[v1] Add support for Firefox's gecko profile format

[PATCH 4/9] scripts: python: Implement parsing of input data in convertPerfScriptProfile

Posted by Anup Sharma 2 years, 7 months ago

The lines variable is created by splitting the profile string into individual
lines. It allows for iterating over each line for processing.

The line is considered the start of a sample.

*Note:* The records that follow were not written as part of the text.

//! Report writers for activity histograms.
//!
//! This module provides writers for different report formats:
//! - [`write_text`] / [`to_text`] - terminal bar charts, always available
//! - [`write_csv`] / [`to_csv`] - one row per bucket, semicolon delimited - requires `csv-output` feature
//! - [`write_json`] / [`to_json`] - range, encoding and both histograms - requires `json-output` feature
//!
//! Every writer emits all 24 hours and all 7 weekdays, zero counts included.
//!
//! # Example
//!
//! ```rust,no_run
//! # #[cfg(all(feature = "csv-output", feature = "json-output"))]
//! # fn main() -> chatpulse::Result<()> {
//! use chatpulse::analyzer::ChatAnalyzer;
//! use chatpulse::core::DateRange;
//! use chatpulse::core::output::{to_text, write_csv, write_json};
//!
//! let range = DateRange::parse("01/03/23", "31/03/23")?;
//! let analysis = ChatAnalyzer::new().analyze_path("chat.zip".as_ref(), &range)?;
//!
//! print!("{}", to_text(&analysis));
//! write_csv(&analysis, "activity.csv")?;
//! write_json(&analysis, "activity.json")?;
//! # Ok(())
//! # }
//! # #[cfg(not(all(feature = "csv-output", feature = "json-output")))]
//! # fn main() {}
//! ```

#[cfg(feature = "csv-output")]
mod csv_writer;
#[cfg(feature = "json-output")]
mod json_writer;
mod text_writer;

#[cfg(feature = "csv-output")]
pub use csv_writer::{to_csv, write_csv};
#[cfg(feature = "json-output")]
pub use json_writer::{to_json, write_json};
pub use text_writer::{to_text, write_text};

use serde::Serialize;

use crate::core::stats::{HourHistogram, WeekdayHistogram};

/// Which histogram a [`ChartRow`] belongs to.
#[derive(Debug, Clone, Copy, PartialEq, Eq, Serialize)]
#[serde(rename_all = "lowercase")]
pub enum Chart {
    Hourly,
    Weekday,
}

impl Chart {
    /// Title used above the chart.
    pub fn title(self) -> &'static str {
        match self {
            Chart::Hourly => "Messages by hour of day",
            Chart::Weekday => "Messages by weekday",
        }
    }
}

impl std::fmt::Display for Chart {
    fn fmt(&self, f: &mut std::fmt::Formatter<'_>) -> std::fmt::Result {
        match self {
            Chart::Hourly => write!(f, "hourly"),
            Chart::Weekday => write!(f, "weekday"),
        }
    }
}

/// One bar of a chart.
#[derive(Debug, Clone, PartialEq, Eq, Serialize)]
pub struct ChartRow {
    /// Hour 0–23, or weekday index with Monday = 0
    pub bucket: u32,
    /// Axis label: `"09"` or `"Tuesday"`
    pub label: String,
    pub count: u64,
}

/// Rows of the hour-of-day chart, 00 to 23.
pub fn hourly_rows(histogram: &HourHistogram) -> Vec<ChartRow> {
    histogram
        .iter()
        .map(|(hour, count)| ChartRow {
            bucket: hour,
            label: format!("{hour:02}"),
            count,
        })
        .collect()
}

/// Rows of the weekday chart, Monday to Sunday.
pub fn weekday_rows(histogram: &WeekdayHistogram) -> Vec<ChartRow> {
    histogram
        .iter()
        .map(|(day, count)| ChartRow {
            bucket: day.num_days_from_monday(),
            label: WeekdayHistogram::label(day).to_string(),
            count,
        })
        .collect()
}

It is matched against a regular
expression pattern to extract relevant information such as before_time_stamp,
time_stamp, threadNamePidAndTidMatch, threadName, pid, and tid.

The stack frames of the current sample are then parsed in a nested loop.
Each stackFrameLine is matched against a regular expression pattern to
extract rawFunc and mod information.

Also fixed few checkpatch warnings.

Signed-off-by: Anup Sharma <anupnewsmail@gmail.com>
---
 .../scripts/python/firefox-gecko-converter.py | 62 ++++++++++++++++++-
 1 file changed, 60 insertions(+), 2 deletions(-)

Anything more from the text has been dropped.